EXERCISE BRIEF:
Where a line of the material contains the string "surviving", copy that line.

INFORMATION:
- - - - -

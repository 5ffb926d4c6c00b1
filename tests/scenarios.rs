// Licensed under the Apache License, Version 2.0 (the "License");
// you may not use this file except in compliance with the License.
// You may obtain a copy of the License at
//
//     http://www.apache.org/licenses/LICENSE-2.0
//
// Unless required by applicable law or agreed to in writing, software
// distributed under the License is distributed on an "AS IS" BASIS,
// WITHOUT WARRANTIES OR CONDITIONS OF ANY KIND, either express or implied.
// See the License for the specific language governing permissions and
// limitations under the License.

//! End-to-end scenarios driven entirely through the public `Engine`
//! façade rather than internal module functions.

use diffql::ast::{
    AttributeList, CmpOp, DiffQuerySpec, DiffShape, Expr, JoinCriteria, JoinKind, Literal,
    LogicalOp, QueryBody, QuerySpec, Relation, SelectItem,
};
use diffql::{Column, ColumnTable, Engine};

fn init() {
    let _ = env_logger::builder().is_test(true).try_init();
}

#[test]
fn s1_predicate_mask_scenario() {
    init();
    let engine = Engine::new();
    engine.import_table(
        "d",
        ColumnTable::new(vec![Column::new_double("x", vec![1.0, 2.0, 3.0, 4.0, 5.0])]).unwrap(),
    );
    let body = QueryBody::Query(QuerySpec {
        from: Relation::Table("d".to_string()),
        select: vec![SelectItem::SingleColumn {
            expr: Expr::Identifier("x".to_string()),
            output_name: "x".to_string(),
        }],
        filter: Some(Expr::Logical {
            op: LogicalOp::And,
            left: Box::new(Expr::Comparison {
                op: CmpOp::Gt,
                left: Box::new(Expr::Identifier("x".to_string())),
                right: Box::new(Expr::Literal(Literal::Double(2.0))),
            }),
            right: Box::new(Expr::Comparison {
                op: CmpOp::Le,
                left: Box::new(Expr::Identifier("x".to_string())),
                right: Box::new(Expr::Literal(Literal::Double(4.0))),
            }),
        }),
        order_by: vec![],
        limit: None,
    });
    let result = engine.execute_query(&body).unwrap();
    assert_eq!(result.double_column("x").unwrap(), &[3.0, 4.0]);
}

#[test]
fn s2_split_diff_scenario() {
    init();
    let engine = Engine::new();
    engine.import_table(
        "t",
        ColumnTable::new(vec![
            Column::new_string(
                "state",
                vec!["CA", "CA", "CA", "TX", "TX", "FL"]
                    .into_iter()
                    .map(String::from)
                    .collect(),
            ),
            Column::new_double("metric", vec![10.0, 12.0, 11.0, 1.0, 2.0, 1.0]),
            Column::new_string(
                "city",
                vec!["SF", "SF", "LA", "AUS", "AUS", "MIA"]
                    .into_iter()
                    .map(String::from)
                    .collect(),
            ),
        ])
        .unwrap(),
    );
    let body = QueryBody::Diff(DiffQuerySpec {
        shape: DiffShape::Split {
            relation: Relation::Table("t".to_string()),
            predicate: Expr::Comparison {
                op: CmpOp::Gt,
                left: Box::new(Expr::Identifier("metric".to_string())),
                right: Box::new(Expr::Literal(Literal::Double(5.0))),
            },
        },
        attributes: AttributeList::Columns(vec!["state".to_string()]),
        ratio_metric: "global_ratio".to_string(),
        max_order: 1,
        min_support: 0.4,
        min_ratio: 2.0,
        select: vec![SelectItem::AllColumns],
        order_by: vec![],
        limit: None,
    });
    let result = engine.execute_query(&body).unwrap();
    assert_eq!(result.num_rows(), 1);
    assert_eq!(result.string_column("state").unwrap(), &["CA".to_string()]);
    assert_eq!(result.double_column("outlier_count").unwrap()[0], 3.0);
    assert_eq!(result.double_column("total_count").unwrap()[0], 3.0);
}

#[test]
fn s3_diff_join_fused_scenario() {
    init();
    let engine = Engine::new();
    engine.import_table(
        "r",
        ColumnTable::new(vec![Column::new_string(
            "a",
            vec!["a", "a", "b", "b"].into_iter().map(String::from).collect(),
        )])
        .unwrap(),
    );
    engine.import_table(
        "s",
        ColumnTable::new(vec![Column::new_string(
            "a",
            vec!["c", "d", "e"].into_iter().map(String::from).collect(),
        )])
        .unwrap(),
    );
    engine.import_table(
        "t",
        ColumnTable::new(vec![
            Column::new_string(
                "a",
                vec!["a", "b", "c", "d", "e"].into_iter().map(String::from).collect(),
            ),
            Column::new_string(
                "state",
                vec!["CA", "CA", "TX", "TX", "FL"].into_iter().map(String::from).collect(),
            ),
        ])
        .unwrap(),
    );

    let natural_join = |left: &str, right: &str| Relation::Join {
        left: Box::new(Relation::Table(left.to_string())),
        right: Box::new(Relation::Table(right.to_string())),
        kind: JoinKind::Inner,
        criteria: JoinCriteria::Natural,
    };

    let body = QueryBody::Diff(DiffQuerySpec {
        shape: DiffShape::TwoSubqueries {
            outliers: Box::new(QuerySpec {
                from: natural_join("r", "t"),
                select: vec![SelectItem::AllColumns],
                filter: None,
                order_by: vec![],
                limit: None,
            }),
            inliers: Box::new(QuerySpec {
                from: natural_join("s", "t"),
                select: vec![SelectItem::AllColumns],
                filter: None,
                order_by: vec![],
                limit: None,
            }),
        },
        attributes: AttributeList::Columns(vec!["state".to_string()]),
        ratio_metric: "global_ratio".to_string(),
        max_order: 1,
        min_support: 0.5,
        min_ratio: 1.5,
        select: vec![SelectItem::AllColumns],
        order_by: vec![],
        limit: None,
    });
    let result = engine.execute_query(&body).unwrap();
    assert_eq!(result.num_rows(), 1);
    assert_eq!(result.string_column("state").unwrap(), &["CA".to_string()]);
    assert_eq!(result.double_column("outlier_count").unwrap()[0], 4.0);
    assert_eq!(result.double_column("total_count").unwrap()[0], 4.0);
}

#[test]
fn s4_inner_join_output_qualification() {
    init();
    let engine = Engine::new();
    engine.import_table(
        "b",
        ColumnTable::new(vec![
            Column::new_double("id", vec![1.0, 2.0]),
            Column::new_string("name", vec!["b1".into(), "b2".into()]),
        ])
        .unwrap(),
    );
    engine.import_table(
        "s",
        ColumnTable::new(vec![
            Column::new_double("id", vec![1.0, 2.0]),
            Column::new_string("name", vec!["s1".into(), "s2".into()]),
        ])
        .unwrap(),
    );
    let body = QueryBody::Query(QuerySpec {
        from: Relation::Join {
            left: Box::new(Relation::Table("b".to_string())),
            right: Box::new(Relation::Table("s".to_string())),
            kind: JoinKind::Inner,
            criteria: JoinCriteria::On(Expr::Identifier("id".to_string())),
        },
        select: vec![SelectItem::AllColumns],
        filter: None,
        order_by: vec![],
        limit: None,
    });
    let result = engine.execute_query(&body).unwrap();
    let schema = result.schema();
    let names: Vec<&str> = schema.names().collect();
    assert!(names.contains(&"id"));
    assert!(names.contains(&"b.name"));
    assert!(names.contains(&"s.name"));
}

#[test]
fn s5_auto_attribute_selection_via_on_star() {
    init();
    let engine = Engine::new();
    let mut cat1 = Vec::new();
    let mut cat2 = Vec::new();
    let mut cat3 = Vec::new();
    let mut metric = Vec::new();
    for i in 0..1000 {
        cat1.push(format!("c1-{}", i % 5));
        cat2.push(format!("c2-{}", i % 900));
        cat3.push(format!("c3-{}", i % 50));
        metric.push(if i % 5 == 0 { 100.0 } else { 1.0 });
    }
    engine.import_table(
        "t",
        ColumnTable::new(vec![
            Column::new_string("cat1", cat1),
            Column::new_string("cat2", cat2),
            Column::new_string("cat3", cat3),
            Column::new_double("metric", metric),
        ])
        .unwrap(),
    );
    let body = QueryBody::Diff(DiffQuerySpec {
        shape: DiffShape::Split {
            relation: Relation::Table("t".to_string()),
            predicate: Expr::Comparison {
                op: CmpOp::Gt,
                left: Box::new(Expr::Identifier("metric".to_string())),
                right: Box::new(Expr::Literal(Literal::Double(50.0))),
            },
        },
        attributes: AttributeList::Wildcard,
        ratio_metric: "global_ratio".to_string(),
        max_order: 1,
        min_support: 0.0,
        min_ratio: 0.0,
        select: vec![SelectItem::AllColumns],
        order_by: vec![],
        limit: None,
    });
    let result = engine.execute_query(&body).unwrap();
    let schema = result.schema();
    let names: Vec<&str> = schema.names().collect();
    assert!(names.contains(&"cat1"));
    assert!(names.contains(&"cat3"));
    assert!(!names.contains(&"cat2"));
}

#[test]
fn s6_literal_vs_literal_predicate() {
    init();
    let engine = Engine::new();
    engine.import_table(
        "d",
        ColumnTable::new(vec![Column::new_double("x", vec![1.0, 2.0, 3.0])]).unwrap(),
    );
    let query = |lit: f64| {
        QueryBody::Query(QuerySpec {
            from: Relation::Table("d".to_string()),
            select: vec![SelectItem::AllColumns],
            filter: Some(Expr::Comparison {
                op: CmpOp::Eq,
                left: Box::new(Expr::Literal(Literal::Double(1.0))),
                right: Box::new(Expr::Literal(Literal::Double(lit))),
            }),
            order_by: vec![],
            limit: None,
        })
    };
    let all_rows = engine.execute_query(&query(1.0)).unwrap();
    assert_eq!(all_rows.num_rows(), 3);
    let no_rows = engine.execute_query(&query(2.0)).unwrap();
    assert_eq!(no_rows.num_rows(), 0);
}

- - - - -

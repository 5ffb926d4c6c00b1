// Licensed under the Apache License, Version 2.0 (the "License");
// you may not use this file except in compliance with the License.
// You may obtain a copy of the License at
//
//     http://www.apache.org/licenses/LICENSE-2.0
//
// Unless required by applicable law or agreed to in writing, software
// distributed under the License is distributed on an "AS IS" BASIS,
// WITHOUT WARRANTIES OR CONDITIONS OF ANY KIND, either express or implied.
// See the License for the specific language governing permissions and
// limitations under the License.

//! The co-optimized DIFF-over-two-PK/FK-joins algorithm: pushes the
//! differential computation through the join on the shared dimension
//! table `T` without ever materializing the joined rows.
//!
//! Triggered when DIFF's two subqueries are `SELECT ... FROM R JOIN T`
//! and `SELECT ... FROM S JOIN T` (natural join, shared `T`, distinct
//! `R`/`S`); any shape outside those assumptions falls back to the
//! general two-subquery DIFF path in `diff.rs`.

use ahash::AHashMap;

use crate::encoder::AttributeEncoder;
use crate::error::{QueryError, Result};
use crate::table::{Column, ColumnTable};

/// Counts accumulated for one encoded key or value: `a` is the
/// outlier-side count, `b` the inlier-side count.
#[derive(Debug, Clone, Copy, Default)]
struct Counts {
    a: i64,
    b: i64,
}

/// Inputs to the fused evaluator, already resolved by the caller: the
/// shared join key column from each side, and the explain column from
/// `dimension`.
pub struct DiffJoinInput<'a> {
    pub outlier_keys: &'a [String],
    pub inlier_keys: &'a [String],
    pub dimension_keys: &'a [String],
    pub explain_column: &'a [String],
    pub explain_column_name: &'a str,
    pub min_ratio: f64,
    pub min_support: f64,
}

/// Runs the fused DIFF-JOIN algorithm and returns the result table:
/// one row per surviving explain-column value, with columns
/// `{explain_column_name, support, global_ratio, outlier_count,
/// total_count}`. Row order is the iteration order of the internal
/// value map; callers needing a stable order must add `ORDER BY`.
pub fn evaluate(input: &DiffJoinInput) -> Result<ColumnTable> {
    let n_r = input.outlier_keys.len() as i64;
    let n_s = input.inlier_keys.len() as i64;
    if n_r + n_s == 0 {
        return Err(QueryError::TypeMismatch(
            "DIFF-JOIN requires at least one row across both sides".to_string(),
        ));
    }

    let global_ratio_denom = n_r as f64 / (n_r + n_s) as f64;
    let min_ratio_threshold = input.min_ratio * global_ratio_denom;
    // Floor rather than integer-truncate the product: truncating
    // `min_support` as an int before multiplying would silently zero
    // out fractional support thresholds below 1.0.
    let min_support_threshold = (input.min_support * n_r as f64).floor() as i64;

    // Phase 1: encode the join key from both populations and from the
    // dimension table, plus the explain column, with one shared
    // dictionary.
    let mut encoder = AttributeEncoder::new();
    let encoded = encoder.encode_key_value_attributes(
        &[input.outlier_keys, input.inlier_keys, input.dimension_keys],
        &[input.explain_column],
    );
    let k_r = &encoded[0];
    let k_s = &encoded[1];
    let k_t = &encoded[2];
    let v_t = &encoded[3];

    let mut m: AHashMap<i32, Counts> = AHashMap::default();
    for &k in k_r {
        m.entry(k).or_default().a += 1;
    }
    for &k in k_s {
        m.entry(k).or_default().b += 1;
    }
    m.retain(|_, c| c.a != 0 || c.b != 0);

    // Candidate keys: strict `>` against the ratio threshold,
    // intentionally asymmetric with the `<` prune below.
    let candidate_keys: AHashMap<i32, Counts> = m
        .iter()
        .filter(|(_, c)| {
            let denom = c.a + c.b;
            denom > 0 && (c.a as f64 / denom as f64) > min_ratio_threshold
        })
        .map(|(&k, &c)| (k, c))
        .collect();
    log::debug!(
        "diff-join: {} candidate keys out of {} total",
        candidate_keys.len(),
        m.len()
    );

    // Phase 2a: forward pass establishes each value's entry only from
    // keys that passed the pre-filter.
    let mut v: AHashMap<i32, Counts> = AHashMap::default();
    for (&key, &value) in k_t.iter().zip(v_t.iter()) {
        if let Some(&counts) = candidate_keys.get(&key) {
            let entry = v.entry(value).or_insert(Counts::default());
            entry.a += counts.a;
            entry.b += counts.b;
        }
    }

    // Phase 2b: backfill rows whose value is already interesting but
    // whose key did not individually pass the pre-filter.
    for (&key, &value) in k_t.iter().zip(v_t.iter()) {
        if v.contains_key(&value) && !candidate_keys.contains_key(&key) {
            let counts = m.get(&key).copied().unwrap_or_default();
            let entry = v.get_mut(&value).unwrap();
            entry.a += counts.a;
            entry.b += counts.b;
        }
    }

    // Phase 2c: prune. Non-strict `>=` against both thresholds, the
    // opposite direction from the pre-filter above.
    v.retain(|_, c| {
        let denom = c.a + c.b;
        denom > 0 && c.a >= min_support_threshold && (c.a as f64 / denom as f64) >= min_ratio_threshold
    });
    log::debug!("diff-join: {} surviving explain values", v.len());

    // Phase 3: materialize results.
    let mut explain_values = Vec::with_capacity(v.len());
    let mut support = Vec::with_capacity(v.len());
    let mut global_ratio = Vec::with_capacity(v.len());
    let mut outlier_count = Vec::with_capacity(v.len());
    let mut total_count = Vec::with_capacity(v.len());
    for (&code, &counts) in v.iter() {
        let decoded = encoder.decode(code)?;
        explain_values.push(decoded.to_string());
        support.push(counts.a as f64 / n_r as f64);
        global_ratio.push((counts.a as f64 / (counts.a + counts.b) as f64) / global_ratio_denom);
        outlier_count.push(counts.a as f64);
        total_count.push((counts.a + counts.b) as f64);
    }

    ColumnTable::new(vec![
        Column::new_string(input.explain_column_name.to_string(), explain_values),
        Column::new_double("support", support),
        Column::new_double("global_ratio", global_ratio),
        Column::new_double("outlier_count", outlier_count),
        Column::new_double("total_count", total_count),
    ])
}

- - - - -

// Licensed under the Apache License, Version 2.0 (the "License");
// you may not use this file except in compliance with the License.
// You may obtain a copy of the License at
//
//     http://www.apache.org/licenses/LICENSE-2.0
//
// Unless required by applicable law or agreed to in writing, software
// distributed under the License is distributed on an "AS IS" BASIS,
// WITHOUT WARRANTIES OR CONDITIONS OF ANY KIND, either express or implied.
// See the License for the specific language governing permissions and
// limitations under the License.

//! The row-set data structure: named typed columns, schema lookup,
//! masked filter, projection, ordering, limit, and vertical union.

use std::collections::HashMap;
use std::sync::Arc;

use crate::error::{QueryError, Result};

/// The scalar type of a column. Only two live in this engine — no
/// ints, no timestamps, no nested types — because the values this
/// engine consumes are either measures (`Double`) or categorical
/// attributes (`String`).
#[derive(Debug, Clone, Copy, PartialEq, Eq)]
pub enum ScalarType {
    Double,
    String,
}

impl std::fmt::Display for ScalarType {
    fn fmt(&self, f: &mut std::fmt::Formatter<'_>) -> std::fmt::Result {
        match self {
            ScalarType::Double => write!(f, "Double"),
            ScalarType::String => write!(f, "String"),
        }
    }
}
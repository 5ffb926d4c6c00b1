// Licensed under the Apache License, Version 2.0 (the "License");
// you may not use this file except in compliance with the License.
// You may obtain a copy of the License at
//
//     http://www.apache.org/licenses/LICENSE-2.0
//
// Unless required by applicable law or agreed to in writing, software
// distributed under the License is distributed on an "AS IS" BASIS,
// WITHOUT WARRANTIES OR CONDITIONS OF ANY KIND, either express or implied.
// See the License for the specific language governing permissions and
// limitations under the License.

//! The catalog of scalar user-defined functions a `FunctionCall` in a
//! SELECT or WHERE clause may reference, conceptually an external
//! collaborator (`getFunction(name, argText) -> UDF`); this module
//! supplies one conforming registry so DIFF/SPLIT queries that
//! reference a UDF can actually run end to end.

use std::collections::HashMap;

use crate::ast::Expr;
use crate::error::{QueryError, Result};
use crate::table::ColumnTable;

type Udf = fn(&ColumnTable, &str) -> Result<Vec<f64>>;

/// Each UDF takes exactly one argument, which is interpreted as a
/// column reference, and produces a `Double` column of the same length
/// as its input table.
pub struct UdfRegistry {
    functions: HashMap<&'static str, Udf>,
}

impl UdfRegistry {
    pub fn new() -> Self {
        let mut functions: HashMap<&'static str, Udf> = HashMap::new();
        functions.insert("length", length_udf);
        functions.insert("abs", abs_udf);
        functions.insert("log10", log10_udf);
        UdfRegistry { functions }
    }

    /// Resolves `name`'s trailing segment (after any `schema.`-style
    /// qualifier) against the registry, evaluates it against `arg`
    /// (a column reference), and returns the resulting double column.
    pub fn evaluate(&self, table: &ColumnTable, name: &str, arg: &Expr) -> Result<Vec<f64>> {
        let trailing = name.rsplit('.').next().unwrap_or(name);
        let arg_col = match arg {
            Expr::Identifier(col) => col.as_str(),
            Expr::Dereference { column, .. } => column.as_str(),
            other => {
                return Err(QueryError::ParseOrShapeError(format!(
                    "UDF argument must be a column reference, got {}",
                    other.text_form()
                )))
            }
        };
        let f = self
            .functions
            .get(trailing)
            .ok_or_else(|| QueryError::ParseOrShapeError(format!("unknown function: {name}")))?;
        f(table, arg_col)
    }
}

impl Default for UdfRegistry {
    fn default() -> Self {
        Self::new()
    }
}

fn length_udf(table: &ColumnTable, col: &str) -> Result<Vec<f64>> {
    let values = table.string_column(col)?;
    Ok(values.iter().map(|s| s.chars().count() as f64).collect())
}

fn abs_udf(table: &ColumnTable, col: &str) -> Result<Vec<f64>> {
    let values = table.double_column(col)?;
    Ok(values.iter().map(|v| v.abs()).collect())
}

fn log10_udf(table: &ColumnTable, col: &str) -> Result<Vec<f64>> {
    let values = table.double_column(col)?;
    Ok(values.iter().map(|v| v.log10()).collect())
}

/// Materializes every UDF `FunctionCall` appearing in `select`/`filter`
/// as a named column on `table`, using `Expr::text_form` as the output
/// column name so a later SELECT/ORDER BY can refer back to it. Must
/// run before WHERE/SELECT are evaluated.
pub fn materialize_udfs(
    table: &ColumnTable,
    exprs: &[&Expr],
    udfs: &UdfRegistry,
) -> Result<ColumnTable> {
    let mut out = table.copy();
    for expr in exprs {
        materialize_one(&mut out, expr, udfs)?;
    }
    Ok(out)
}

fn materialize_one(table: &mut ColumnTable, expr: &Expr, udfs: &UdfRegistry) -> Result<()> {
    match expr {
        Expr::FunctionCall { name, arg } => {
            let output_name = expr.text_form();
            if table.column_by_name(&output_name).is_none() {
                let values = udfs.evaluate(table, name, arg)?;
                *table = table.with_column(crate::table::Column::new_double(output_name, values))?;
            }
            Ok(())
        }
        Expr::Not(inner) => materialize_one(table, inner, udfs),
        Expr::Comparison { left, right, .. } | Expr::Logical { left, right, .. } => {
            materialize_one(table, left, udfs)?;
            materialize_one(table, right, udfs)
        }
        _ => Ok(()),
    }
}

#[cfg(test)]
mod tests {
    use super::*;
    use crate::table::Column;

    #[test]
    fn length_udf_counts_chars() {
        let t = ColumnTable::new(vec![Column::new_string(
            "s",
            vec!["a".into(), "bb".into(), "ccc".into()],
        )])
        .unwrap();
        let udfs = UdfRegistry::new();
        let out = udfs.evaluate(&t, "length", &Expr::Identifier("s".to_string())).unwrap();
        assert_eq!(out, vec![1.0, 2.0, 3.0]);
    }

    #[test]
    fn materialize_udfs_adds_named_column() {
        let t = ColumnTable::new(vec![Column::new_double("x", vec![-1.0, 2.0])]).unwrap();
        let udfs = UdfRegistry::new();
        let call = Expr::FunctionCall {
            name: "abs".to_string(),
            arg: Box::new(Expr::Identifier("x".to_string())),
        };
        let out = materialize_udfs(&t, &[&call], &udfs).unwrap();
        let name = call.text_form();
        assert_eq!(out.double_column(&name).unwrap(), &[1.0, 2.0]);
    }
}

- - - - -

ANSWER AREA:
/// one row per surviving explain-column value, with columns
    log::debug!("diff-join: {} surviving explain values", v.len());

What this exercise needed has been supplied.